La part des publications d’offres d’emploi canadiennes sur Indeed comportant des renseignements sur le salaire a plus que doublé au cours des cinq dernières années. En février 2024, 49 % des publications mentionnaient un salaire, contre 22 % au début de l’année 2019. Parmi les offres d’emploi qui contenaient des renseignements sur le salaire le mois dernier, près des trois quarts indiquaient des salaires à l’heure, un peu moins d’un sur quatre annonçait des salaires annuels et une part beaucoup plus faible mentionnait un salaire mensuel, hebdomadaire ou journalier.
L’augmentation de la transparence des salaires publiés reflète en partie les changements apportés à la plateforme Indeed elle-même. Les employeurs sont invités à inclure des renseignements sur le salaire lorsqu’ils publient une offre d’emploi directement sur Indeed. Les changements relatifs à ces consignes ont été l’un des principaux facteurs à l’origine de l’amélioration de la transparence salariale globale au début de l’année 2020. Toutefois, la part des offres d’emploi contenant des renseignements sur le salaire continue d’augmenter régulièrement depuis 2022, y compris parmi les offres d’emploi en ligne provenant d’autres sources, comme les pages Web des entreprises.

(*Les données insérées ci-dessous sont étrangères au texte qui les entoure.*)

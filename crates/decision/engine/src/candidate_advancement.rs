//! Primary-election advancement
//!
//! Decides which candidates in a primary move on to the general round.
//! Candidates at or above the auto-qualify percentage advance outright, up
//! to a hard cap; if too few qualify, the remaining slots up to the minimum
//! are backfilled by vote rank. Every candidate gets a reason so that
//! displays and audits can tell a 25% qualifier from a backfill.

use decision_types::{AdvancementConfig, AdvancementOutcome, AdvancementReason, Candidate, DecisionResult};
use std::collections::BTreeMap;
use tracing::{debug, info, warn};

/// Resolves advancement for one primary race
#[derive(Clone, Debug, PartialEq, Eq)]
pub struct CandidateAdvancementResolver {
    config: AdvancementConfig,
}

impl CandidateAdvancementResolver {
    pub fn new(config: AdvancementConfig) -> DecisionResult<Self> {
        config.validate()?;
        Ok(Self { config })
    }

    pub fn config(&self) -> &AdvancementConfig {
        &self.config
    }

    fn auto_qualifies(&self, candidate: &Candidate) -> bool {
        // NaN never qualifies
        candidate.percentage >= f64::from(self.config.auto_qualify_threshold)
    }

    /// Rank candidates by votes and tag each with an advancement reason
    ///
    /// Equal vote counts keep input order. Candidate ids are expected to be
    /// unique within a race; on a collision the reason map keeps the
    /// higher-ranked entry and a warning is logged.
    pub fn resolve(&self, candidates: &[Candidate]) -> AdvancementOutcome {
        let mut ranked: Vec<Candidate> = candidates.to_vec();
        ranked.sort_by(|a, b| b.votes.cmp(&a.votes));

        let qualified: Vec<usize> = ranked
            .iter()
            .enumerate()
            .filter(|(_, c)| self.auto_qualifies(c))
            .map(|(i, _)| i)
            .collect();

        let mut reasons = vec![AdvancementReason::NotAdvancing; ranked.len()];

        // ranked order means the first `maximum_advancing` qualifiers are the
        // top ones by votes
        for &i in qualified.iter().take(self.config.maximum_advancing) {
            reasons[i] = AdvancementReason::AutoQualified;
        }

        let auto_qualified_count = qualified.len().min(self.config.maximum_advancing);
        if qualified.len() > self.config.maximum_advancing {
            debug!(
                qualified = qualified.len(),
                cap = self.config.maximum_advancing,
                "More candidates auto-qualified than the cap allows"
            );
        }

        let mut top_votes_count = 0;
        if auto_qualified_count < self.config.minimum_advancing {
            let slots = self.config.minimum_advancing - auto_qualified_count;
            for reason in reasons
                .iter_mut()
                .filter(|r| **r == AdvancementReason::NotAdvancing)
                .take(slots)
            {
                *reason = AdvancementReason::TopVotes;
                top_votes_count += 1;
            }
        }

        for (candidate, reason) in ranked.iter_mut().zip(&reasons) {
            candidate.advanced_to_main = reason.advances();
            candidate.auto_qualified = *reason == AdvancementReason::AutoQualified;
        }

        let advancing = ranked
            .iter()
            .filter(|c| c.advanced_to_main)
            .map(|c| c.id.clone())
            .collect::<Vec<_>>();

        let mut reason_map = BTreeMap::new();
        for (candidate, reason) in ranked.iter().zip(reasons) {
            if reason_map.contains_key(&candidate.id) {
                warn!(
                    candidate_id = %candidate.id,
                    ?reason,
                    "Duplicate candidate id, keeping the higher-ranked reason"
                );
                continue;
            }
            reason_map.insert(candidate.id.clone(), reason);
        }

        info!(
            candidates = ranked.len(),
            advancing = advancing.len(),
            auto_qualified = auto_qualified_count,
            top_votes = top_votes_count,
            "Primary advancement resolved"
        );

        AdvancementOutcome {
            candidates: ranked,
            advancing,
            auto_qualified_count,
            top_votes_count,
            reasons: reason_map,
        }
    }
}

Les employeurs mentionnent de plus en plus souvent un salaire dans les publications d’offres d’emploi, sans doute parce que cela contribue à capter l’attention des chercheurs d’emploi. Des recherches* antérieures d’Indeed ont révélé que les publications d’offres d’emploi comportant des estimations salariales recevaient plus de candidatures par jour et restaient actives moins longtemps que des publications similaires sans mention de salaire. Cet atout en matière de recrutement a pris une importance particulière dans un contexte où le marché du travail est devenu très tendu à la suite de la pandémie. Par ailleurs, un changement de culture chez les responsables des ressources humaines pourrait également jouer un rôle, la transparence salariale étant considérée comme un moyen de promouvoir un lieu de travail équitable.

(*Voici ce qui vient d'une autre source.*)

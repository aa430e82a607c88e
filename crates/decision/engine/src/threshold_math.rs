//! Threshold arithmetic shared by every resolver
//!
//! Percentages are whole numbers rounded half-up. All resolvers go through
//! [`percent_of`] so that figures reported for different decision types
//! agree. Intermediate products are widened to `u128`; no input can
//! overflow or divide by zero.

/// `round(100 * count / population)`, half-up; `0` for an empty population
///
/// `count > population` is tolerated and yields a percentage above 100.
pub fn percent_of(count: u64, population: u64) -> u64 {
    if population == 0 {
        return 0;
    }
    let count = u128::from(count);
    let population = u128::from(population);
    let rounded = (200 * count + population) / (2 * population);
    u64::try_from(rounded).unwrap_or(u64::MAX)
}

/// Whether `count` reaches `threshold_pct` of `population`
///
/// Always false while the population is below `min_votes`, so a handful of
/// early votes in a near-empty population cannot carry a decision.
pub fn meets_threshold(count: u64, population: u64, threshold_pct: u32, min_votes: u64) -> bool {
    if population < min_votes {
        return false;
    }
    percent_of(count, population) >= u64::from(threshold_pct)
}

/// Additional votes needed to reach `required_pct` of `population`
///
/// `max(0, ceil(population * required_pct / 100) - current)`.
pub fn votes_needed_for_threshold(current: u64, population: u64, required_pct: u32) -> u64 {
    let required = (u128::from(population) * u128::from(required_pct) + 99) / 100;
    let required = u64::try_from(required).unwrap_or(u64::MAX);
    required.saturating_sub(current)
}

Les éventails salariaux sont devenus la norme, rendant les salaires publiés moins précis
Les descriptions de poste au Canada mentionnent de plus en plus souvent un salaire, mais les renseignements fournis ne sont pas aussi précis qu’auparavant. Ainsi, le nombre d’offres d’emploi mentionnant des niveaux de rémunération exacts diminue, au profit d’éventails salariaux. Au début de l’année 2024, 21 % des publications d’offres d’emploi mentionnant un salaire indiquaient le niveau exact, contre environ 40 % en 2019. Il est plus fréquent que le salaire soit exact lorsqu’il est exprimé en heures (31 % avec le salaire exact) plutôt qu’en salaire annuel (10 % avec le salaire exact).

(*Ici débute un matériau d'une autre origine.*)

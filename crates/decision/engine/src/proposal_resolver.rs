//! Proposal resolution
//!
//! Resolves an admin proposal, plus any member recommendations competing
//! for the same setting, into a status and an effective value. Status is
//! recomputed from the snapshot on every call, in this order:
//!
//! 1. Past `expires_at` the proposal is `expired`, whatever the counts say.
//! 2. A recommendation meeting the recommendation threshold overrides the
//!    proposal (`member_override`), even if the proposal is also approved.
//! 3. Approval meeting its threshold makes the proposal `active`.
//! 4. Disapproval meeting its threshold makes it `disapproved`.
//! 5. Otherwise it stays `pending_approval` and the current value holds.

use crate::threshold_math::{meets_threshold, percent_of, votes_needed_for_threshold};
use chrono::{DateTime, Utc};
use decision_types::{
    DecisionResult, DecisionSource, Proposal, ProposalProgress, ProposalResolution,
    ProposalStatus, Recommendation, RecommendationStanding, ThresholdConfig,
};
use tracing::{debug, info, warn};

/// Resolves proposals under one decision type's thresholds
#[derive(Clone, Debug, PartialEq, Eq)]
pub struct ProposalResolver {
    config: ThresholdConfig,
}

impl ProposalResolver {
    pub fn new(config: ThresholdConfig) -> DecisionResult<Self> {
        config.validate()?;
        Ok(Self { config })
    }

    pub fn config(&self) -> &ThresholdConfig {
        &self.config
    }

    /// Resolve `proposal` at instant `now`
    ///
    /// Recommendations for other settings, or linked to other proposals,
    /// are ignored.
    pub fn resolve<V: Clone>(
        &self,
        proposal: &Proposal<V>,
        recommendations: &[Recommendation<V>],
        now: DateTime<Utc>,
    ) -> ProposalResolution<V> {
        let population = proposal.total_valid_members;

        let applicable: Vec<&Recommendation<V>> = recommendations
            .iter()
            .filter(|r| {
                let applies = r.applies_to(proposal);
                if !applies {
                    warn!(
                        proposal_id = %proposal.id,
                        recommendation_id = %r.id,
                        "Recommendation does not target this proposal, ignoring"
                    );
                }
                applies
            })
            .collect();

        let standings: Vec<RecommendationStanding> = applicable
            .iter()
            .map(|r| self.recommendation_standing(r))
            .collect();

        let progress = ProposalProgress {
            approval_votes_needed: self.approval_votes_needed(proposal),
            disapproval_votes_needed: self.disapproval_votes_needed(proposal),
            recommendation_votes_needed: standings
                .iter()
                .map(|s| (s.id.clone(), s.votes_needed))
                .collect(),
        };

        let (status, effective_value, source) = if proposal.is_expired_at(now) {
            (
                ProposalStatus::Expired,
                proposal.current_value.clone(),
                DecisionSource::Expiry,
            )
        } else if let Some(winner) = Self::winning_recommendation(&applicable, &standings) {
            (
                ProposalStatus::MemberOverride,
                winner.recommended_value.clone(),
                DecisionSource::MemberRecommendation(winner.id.clone()),
            )
        } else if meets_threshold(
            proposal.approval_count,
            population,
            self.config.approval_threshold,
            self.config.min_votes_required,
        ) {
            (
                ProposalStatus::Active,
                proposal.proposed_value.clone(),
                DecisionSource::AdminApproval,
            )
        } else if meets_threshold(
            proposal.disapproval_count,
            population,
            self.config.disapproval_threshold,
            self.config.min_votes_required,
        ) {
            (
                ProposalStatus::Disapproved,
                proposal.current_value.clone(),
                DecisionSource::MemberDisapproval,
            )
        } else {
            (
                ProposalStatus::PendingApproval,
                proposal.current_value.clone(),
                DecisionSource::Undecided,
            )
        };

        let approval_percentage = percent_of(proposal.approval_count, population);
        let disapproval_percentage = percent_of(proposal.disapproval_count, population);

        if status != proposal.status {
            debug!(
                proposal_id = %proposal.id,
                from = %proposal.status,
                to = %status,
                "Proposal status differs from snapshot"
            );
        }

        info!(
            proposal_id = %proposal.id,
            setting = %proposal.setting,
            status = %status,
            approval_percentage,
            disapproval_percentage,
            recommendations = standings.len(),
            "Proposal resolved"
        );

        ProposalResolution {
            proposal_id: proposal.id.clone(),
            status,
            effective_value,
            source,
            approval_percentage,
            disapproval_percentage,
            recommendations: standings,
            progress,
        }
    }

    /// Votes still needed for the proposal to be approved
    pub fn approval_votes_needed<V>(&self, proposal: &Proposal<V>) -> u64 {
        votes_needed_for_threshold(
            proposal.approval_count,
            proposal.total_valid_members,
            self.config.approval_threshold,
        )
    }

    /// Votes still needed for the proposal to be disapproved
    pub fn disapproval_votes_needed<V>(&self, proposal: &Proposal<V>) -> u64 {
        votes_needed_for_threshold(
            proposal.disapproval_count,
            proposal.total_valid_members,
            self.config.disapproval_threshold,
        )
    }

    /// Votes still needed for a recommendation to override
    pub fn recommendation_votes_needed<V>(&self, recommendation: &Recommendation<V>) -> u64 {
        votes_needed_for_threshold(
            recommendation.support_count,
            recommendation.total_valid_members,
            self.config.recommendation_threshold,
        )
    }

    fn recommendation_standing<V>(&self, recommendation: &Recommendation<V>) -> RecommendationStanding {
        let support_percentage =
            percent_of(recommendation.support_count, recommendation.total_valid_members);
        RecommendationStanding {
            id: recommendation.id.clone(),
            support_count: recommendation.support_count,
            support_percentage,
            qualifies: meets_threshold(
                recommendation.support_count,
                recommendation.total_valid_members,
                self.config.recommendation_threshold,
                self.config.min_votes_required,
            ),
            votes_needed: self.recommendation_votes_needed(recommendation),
        }
    }

    /// Highest support count among qualifying recommendations; first wins ties
    fn winning_recommendation<'a, V>(
        applicable: &[&'a Recommendation<V>],
        standings: &[RecommendationStanding],
    ) -> Option<&'a Recommendation<V>> {
        let mut best: Option<&'a Recommendation<V>> = None;
        for (recommendation, standing) in applicable.iter().zip(standings) {
            if !standing.qualifies {
                continue;
            }
            match best {
                Some(current) if current.support_count >= recommendation.support_count => {}
                _ => best = Some(*recommendation),
            }
        }
        best
    }
}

Comme pour la prévalence des salaires publiés, les changements apportés à la plateforme Indeed expliquent en partie le passage à la publication d’éventails salariaux, en particulier au début de l’année 2020. Toutefois, cette tendance s’est également poursuivie ces derniers temps parmi les offres d’emploi provenant d’autres sites en ligne. Cela suggère que l’inclusion d’éventails salariaux aide toujours les employeurs à capter l’attention des talents, tout en leur laissant une certaine marge de manœuvre pour négocier. La publication d’un éventail salarial moins précis peut également contribuer à apaiser les inquiétudes des employés en poste qui pourraient comparer leur salaire actuel à celui qui est annoncé.
Naturellement, le passage de salaires exacts à des éventails salariaux a rendu les renseignements sur le salaire en général moins précis. Parmi les offres d’emploi mentionnant un salaire exact ou un éventail salarial, l’écart médian entre les salaires les plus bas et les plus élevés publiés est passé de 10 % en 2019 à 18 % au début de l’année 2024. Les éventails salariaux eux-mêmes se sont également élargis, bien que le changement ait été moins spectaculaire. Si l’on exclut les publications indiquant des niveaux de rémunération précis, l’écart médian entre les offres les plus basses et les plus élevées est passé de 21 % à 25 %.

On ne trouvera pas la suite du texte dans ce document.